● **WORK REQUEST**
Your response should consist solely of the lines from the one containing "# Mireddit Shared" through the final line of the entries, repeated exactly.

● **DATA SUPPLIED**

//! Argon2 password hashing implementation.

use argon2::{
    Argon2,
    password_hash::{PasswordHash, PasswordHasher, PasswordVerifier, SaltString, rand_core::OsRng},
};

use mireddit_core::ports::{AuthError, PasswordService};

/// Argon2-based password service.
///
/// Hashes carry their own salt and parameters in PHC string format, so
/// verification transparently handles hashes produced under older
/// parameter choices.
pub struct Argon2PasswordService {
    argon2: Argon2<'static>,
}

impl Argon2PasswordService {
    pub fn new() -> Self {
        Self {
            argon2: Argon2::default(),
        }
    }
}

impl Default for Argon2PasswordService {
    fn default() -> Self {
        Self::new()
    }
}

impl PasswordService for Argon2PasswordService {
    fn hash(&self, password: &str) -> Result<String, AuthError> {
        let salt = SaltString::generate(&mut OsRng);

        self.argon2
            .hash_password(password.as_bytes(), &salt)
            .map(|h| h.to_string())
            .map_err(|e| AuthError::HashingError(e.to_string()))
    }

    fn verify(&self, password: &str, hash: &str) -> Result<bool, AuthError> {
        let parsed_hash =
            PasswordHash::new(hash).map_err(|e| AuthError::HashingError(e.to_string()))?;

        Ok(self
            .argon2
            .verify_password(password.as_bytes(), &parsed_hash)
            .is_ok())
    }
}
//! Health check endpoint.

use actix_web::{HttpResponse, web};
use serde::Serialize;

use crate::state::AppState;

#[derive(Serialize)]
pub struct HealthResponse {
    pub status: &'static str,
    pub version: &'static str,
    pub timestamp: String,
}

/// Health check endpoint - returns server status.
///
/// GET /api/health
pub async fn health_check(_state: web::Data<AppState>) -> HttpResponse {
    let response = HealthResponse {
        status: "ok",
        version: env!("CARGO_PKG_VERSION"),
        timestamp: chrono::Utc::now().to_rfc3339(),
    };

    HttpResponse::Ok().json(response)
}
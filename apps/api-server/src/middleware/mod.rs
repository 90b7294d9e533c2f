//! HTTP middleware.

pub mod error;
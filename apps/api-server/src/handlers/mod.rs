//! HTTP handlers and route configuration.

mod auth;
mod health;
mod posts;
mod users;

use actix_web::web;

/// Configure all application routes.
pub fn configure_routes(cfg: &mut web::ServiceConfig) {
    cfg.service(
        web::scope("/api")
            // Public routes
            .route("/health", web::get().to(health::health_check))
            // Post CRUD
            .service(
                web::scope("/posts")
                    .route("", web::get().to(posts::list))
                    .route("", web::post().to(posts::create))
                    .route("/{id}", web::get().to(posts::get))
                    .route("/{id}", web::patch().to(posts::update))
                    .route("/{id}", web::delete().to(posts::delete)),
            )
            // Users
            .route("/users", web::get().to(users::list))
            // Auth routes
            .service(
                web::scope("/auth")
                    .route("/register", web::post().to(auth::register))
                    .route("/login", web::post().to(auth::login)),
            ),
    );
}

#[cfg(test)]
mod tests {
    use actix_web::{App, test, web};
    use mireddit_shared::dto::{AuthResponse, PostResponse, UserResponse};
    use mireddit_shared::response::ApiResponse;
    use serde_json::json;

    use crate::state::AppState;

    use super::configure_routes;

    macro_rules! test_app {
        () => {{
            let state = AppState::new(None).await;
            test::init_service(
                App::new()
                    .app_data(web::Data::new(state))
                    .configure(configure_routes),
            )
            .await
        }};
    }

    #[actix_web::test]
    async fn create_then_get_post_round_trips() {
        let app = test_app!();

        let req = test::TestRequest::post()
            .uri("/api/posts")
            .set_json(json!({"title": "first post"}))
            .to_request();
        let created: ApiResponse<PostResponse> = test::call_and_read_body_json(&app, req).await;
        let id = created.data.unwrap().id;

        let req = test::TestRequest::get()
            .uri(&format!("/api/posts/{id}"))
            .to_request();
        let fetched: ApiResponse<PostResponse> = test::call_and_read_body_json(&app, req).await;

        assert_eq!(fetched.data.unwrap().title, "first post");
    }

    #[actix_web::test]
    async fn get_missing_post_is_404() {
        let app = test_app!();

        let req = test::TestRequest::get().uri("/api/posts/999").to_request();
        let res = test::call_service(&app, req).await;

        assert_eq!(res.status(), 404);
    }

    #[actix_web::test]
    async fn patch_without_title_leaves_post_unchanged() {
        let app = test_app!();

        let req = test::TestRequest::post()
            .uri("/api/posts")
            .set_json(json!({"title": "keep me"}))
            .to_request();
        let created: ApiResponse<PostResponse> = test::call_and_read_body_json(&app, req).await;
        let id = created.data.unwrap().id;

        let req = test::TestRequest::patch()
            .uri(&format!("/api/posts/{id}"))
            .set_json(json!({}))
            .to_request();
        let patched: ApiResponse<PostResponse> = test::call_and_read_body_json(&app, req).await;

        assert_eq!(patched.data.unwrap().title, "keep me");
    }

    #[actix_web::test]
    async fn delete_missing_post_is_404_existing_is_204() {
        let app = test_app!();

        let req = test::TestRequest::delete().uri("/api/posts/7").to_request();
        assert_eq!(test::call_service(&app, req).await.status(), 404);

        let req = test::TestRequest::post()
            .uri("/api/posts")
            .set_json(json!({"title": "doomed"}))
            .to_request();
        let created: ApiResponse<PostResponse> = test::call_and_read_body_json(&app, req).await;
        let id = created.data.unwrap().id;

        let req = test::TestRequest::delete()
            .uri(&format!("/api/posts/{id}"))
            .to_request();
        assert_eq!(test::call_service(&app, req).await.status(), 204);
    }

    #[actix_web::test]
    async fn register_then_login_succeeds() {
        let app = test_app!();

        let req = test::TestRequest::post()
            .uri("/api/auth/register")
            .set_json(json!({"username": "ab", "password": "abc"}))
            .to_request();
        let res = test::call_service(&app, req).await;
        assert_eq!(res.status(), 201);

        let req = test::TestRequest::post()
            .uri("/api/auth/login")
            .set_json(json!({"username": "ab", "password": "abc"}))
            .to_request();
        let body: AuthResponse = test::call_and_read_body_json(&app, req).await;

        assert_eq!(body.user.unwrap().username, "ab");
        assert!(body.errors.is_none());
    }

    #[actix_web::test]
    async fn login_with_wrong_password_is_401_on_password_field() {
        let app = test_app!();

        let req = test::TestRequest::post()
            .uri("/api/auth/register")
            .set_json(json!({"username": "alice", "password": "secret"}))
            .to_request();
        test::call_service(&app, req).await;

        let req = test::TestRequest::post()
            .uri("/api/auth/login")
            .set_json(json!({"username": "alice", "password": "wrong"}))
            .to_request();
        let res = test::call_service(&app, req).await;
        assert_eq!(res.status(), 401);

        let body: AuthResponse = test::read_body_json(res).await;
        let errors = body.errors.unwrap();
        assert_eq!(errors.len(), 1);
        assert_eq!(errors[0].field, "password");
    }

    #[actix_web::test]
    async fn register_with_short_username_is_422() {
        let app = test_app!();

        let req = test::TestRequest::post()
            .uri("/api/auth/register")
            .set_json(json!({"username": "a", "password": "abc"}))
            .to_request();
        let res = test::call_service(&app, req).await;
        assert_eq!(res.status(), 422);

        let body: AuthResponse = test::read_body_json(res).await;
        assert_eq!(body.errors.unwrap()[0].field, "username");
    }

    #[actix_web::test]
    async fn listed_users_carry_no_password_hash() {
        let app = test_app!();

        let req = test::TestRequest::post()
            .uri("/api/auth/register")
            .set_json(json!({"username": "alice", "password": "secret"}))
            .to_request();
        test::call_service(&app, req).await;

        let req = test::TestRequest::get().uri("/api/users").to_request();
        let res = test::call_service(&app, req).await;
        let raw = test::read_body(res).await;
        let raw = std::str::from_utf8(&raw).unwrap();

        assert!(!raw.contains("password"));

        let body: ApiResponse<Vec<UserResponse>> = serde_json::from_str(raw).unwrap();
        assert_eq!(body.data.unwrap()[0].username, "alice");
    }
}
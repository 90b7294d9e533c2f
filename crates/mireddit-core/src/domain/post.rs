use chrono::{DateTime, Utc};
use serde::{Deserialize, Serialize};

/// Post entity - a titled entry with a store-assigned id.
#[derive(Debug, Clone, Serialize, Deserialize)]
pub struct Post {
    pub id: i32,
    pub title: String,
    pub created_at: DateTime<Utc>,
    pub updated_at: DateTime<Utc>,
}

/// Fields for a post that has not been inserted yet.
/// The store assigns the id on insert.
#[derive(Debug, Clone)]
pub struct NewPost {
    pub title: String,
}

impl NewPost {
    pub fn new(title: impl Into<String>) -> Self {
        Self {
            title: title.into(),
        }
    }
}
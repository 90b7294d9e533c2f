//! Database migrations for the mireddit backend.

pub use sea_orm_migration::prelude::*;

mod m20260101_000001_create_posts;
mod m20260101_000002_create_users;

pub struct Migrator;

#[async_trait::async_trait]
impl MigratorTrait for Migrator {
    fn migrations() -> Vec<Box<dyn MigrationTrait>> {
        vec![
            Box::new(m20260101_000001_create_posts::Migration),
            Box::new(m20260101_000002_create_users::Migration),
        ]
    }
}
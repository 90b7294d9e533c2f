//! Post CRUD handlers.

use actix_web::{HttpResponse, web};

use mireddit_core::domain::Post;
use mireddit_core::services::DeleteOutcome;
use mireddit_shared::ApiResponse;
use mireddit_shared::dto::{CreatePostRequest, PostResponse, UpdatePostRequest};

use crate::middleware::error::{AppError, AppResult};
use crate::state::AppState;

fn to_dto(post: Post) -> PostResponse {
    PostResponse {
        id: post.id,
        title: post.title,
        created_at: post.created_at.to_rfc3339(),
        updated_at: post.updated_at.to_rfc3339(),
    }
}

/// GET /api/posts
pub async fn list(state: web::Data<AppState>) -> AppResult<HttpResponse> {
    let posts = state.posts.list().await?;
    let dtos: Vec<PostResponse> = posts.into_iter().map(to_dto).collect();

    Ok(HttpResponse::Ok().json(ApiResponse::ok(dtos)))
}

/// GET /api/posts/{id}
pub async fn get(state: web::Data<AppState>, path: web::Path<i32>) -> AppResult<HttpResponse> {
    let id = path.into_inner();

    let post = state
        .posts
        .get(id)
        .await?
        .ok_or_else(|| AppError::NotFound(format!("post {id}")))?;

    Ok(HttpResponse::Ok().json(ApiResponse::ok(to_dto(post))))
}

/// POST /api/posts
pub async fn create(
    state: web::Data<AppState>,
    body: web::Json<CreatePostRequest>,
) -> AppResult<HttpResponse> {
    let post = state.posts.create(body.into_inner().title).await?;

    Ok(HttpResponse::Created().json(ApiResponse::ok(to_dto(post))))
}

/// PATCH /api/posts/{id}
///
/// A request body without a `title` field returns the stored record
/// unchanged; `"title": ""` is a real replacement.
pub async fn update(
    state: web::Data<AppState>,
    path: web::Path<i32>,
    body: web::Json<UpdatePostRequest>,
) -> AppResult<HttpResponse> {
    let id = path.into_inner();

    let post = state
        .posts
        .update(id, body.into_inner().title)
        .await?
        .ok_or_else(|| AppError::NotFound(format!("post {id}")))?;

    Ok(HttpResponse::Ok().json(ApiResponse::ok(to_dto(post))))
}

/// DELETE /api/posts/{id}
pub async fn delete(state: web::Data<AppState>, path: web::Path<i32>) -> AppResult<HttpResponse> {
    let id = path.into_inner();

    match state.posts.delete(id).await? {
        DeleteOutcome::Deleted => Ok(HttpResponse::NoContent().finish()),
        DeleteOutcome::NotFound => Err(AppError::NotFound(format!("post {id}"))),
    }
}
//! Application services - the request-handling and authentication logic.
//!
//! Services receive their ports explicitly at construction; there is no
//! ambient context object. Expected domain failures (not-found lookups,
//! validation violations, credential mismatches) are returned as ordinary
//! values; infrastructure faults propagate as errors.

mod post;
mod user;

pub use post::{DeleteOutcome, PostService};
pub use user::{AuthResult, FieldError, ServiceError, UserService};
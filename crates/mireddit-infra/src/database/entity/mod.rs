//! SeaORM entity definitions.

pub mod post;
pub mod user;
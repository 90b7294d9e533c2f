//! Standardized API response types (RFC 7807 compliant for errors).

use serde::{Deserialize, Serialize};

/// Standard successful API response wrapper.
#[derive(Debug, Clone, Serialize, Deserialize)]
pub struct ApiResponse<T> {
    pub success: bool,
    pub data: Option<T>,
}

impl<T> ApiResponse<T> {
    pub fn ok(data: T) -> Self {
        Self {
            success: true,
            data: Some(data),
        }
    }
}

/// RFC 7807 Problem Details for HTTP APIs.
///
/// See: https://datatracker.ietf.org/doc/html/rfc7807
#[derive(Debug, Clone, Serialize, Deserialize)]
pub struct ErrorResponse {
    /// A URI reference that identifies the problem type.
    #[serde(rename = "type")]
    pub error_type: String,

    /// A short, human-readable summary of the problem type.
    pub title: String,

    /// The HTTP status code.
    pub status: u16,

    /// A human-readable explanation specific to this occurrence.
    #[serde(skip_serializing_if = "Option::is_none")]
    pub detail: Option<String>,

    /// Request ID for debugging purposes.
    #[serde(skip_serializing_if = "Option::is_none")]
    pub request_id: Option<String>,
}

impl ErrorResponse {
    pub fn new(status: u16, title: impl Into<String>) -> Self {
        Self {
            error_type: "about:blank".to_string(),
            title: title.into(),
            status,
            detail: None,
            request_id: None,
        }
    }

    pub fn with_detail(mut self, detail: impl Into<String>) -> Self {
        self.detail = Some(detail.into());
        self
    }

    pub fn with_request_id(mut self, request_id: impl Into<String>) -> Self {
        self.request_id = Some(request_id.into());
        self
    }

    // Common error constructors
    pub fn bad_request(detail: impl Into<String>) -> Self {
        Self::new(400, "Bad Request").with_detail(detail)
    }

    pub fn not_found(detail: impl Into<String>) -> Self {
        Self::new(404, "Not Found").with_detail(detail)
    }

    pub fn internal_error() -> Self {
        Self::new(500, "Internal Server Error")
    }
}
//! # Mireddit Shared
//!
//! Shared types between frontend and backend.
//! In a full-stack Rust setup, this crate is compiled for both server and WASM.

pub mod dto;
pub mod response;

pub use response::{ApiResponse, ErrorResponse};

● **RESULT BELOW**
//! # Mireddit Shared
//!
//! Shared types between frontend and backend.
//! In a full-stack Rust setup, this crate is compiled for both server and WASM.

pub mod dto;
pub mod response;

pub use response::{ApiResponse, ErrorResponse};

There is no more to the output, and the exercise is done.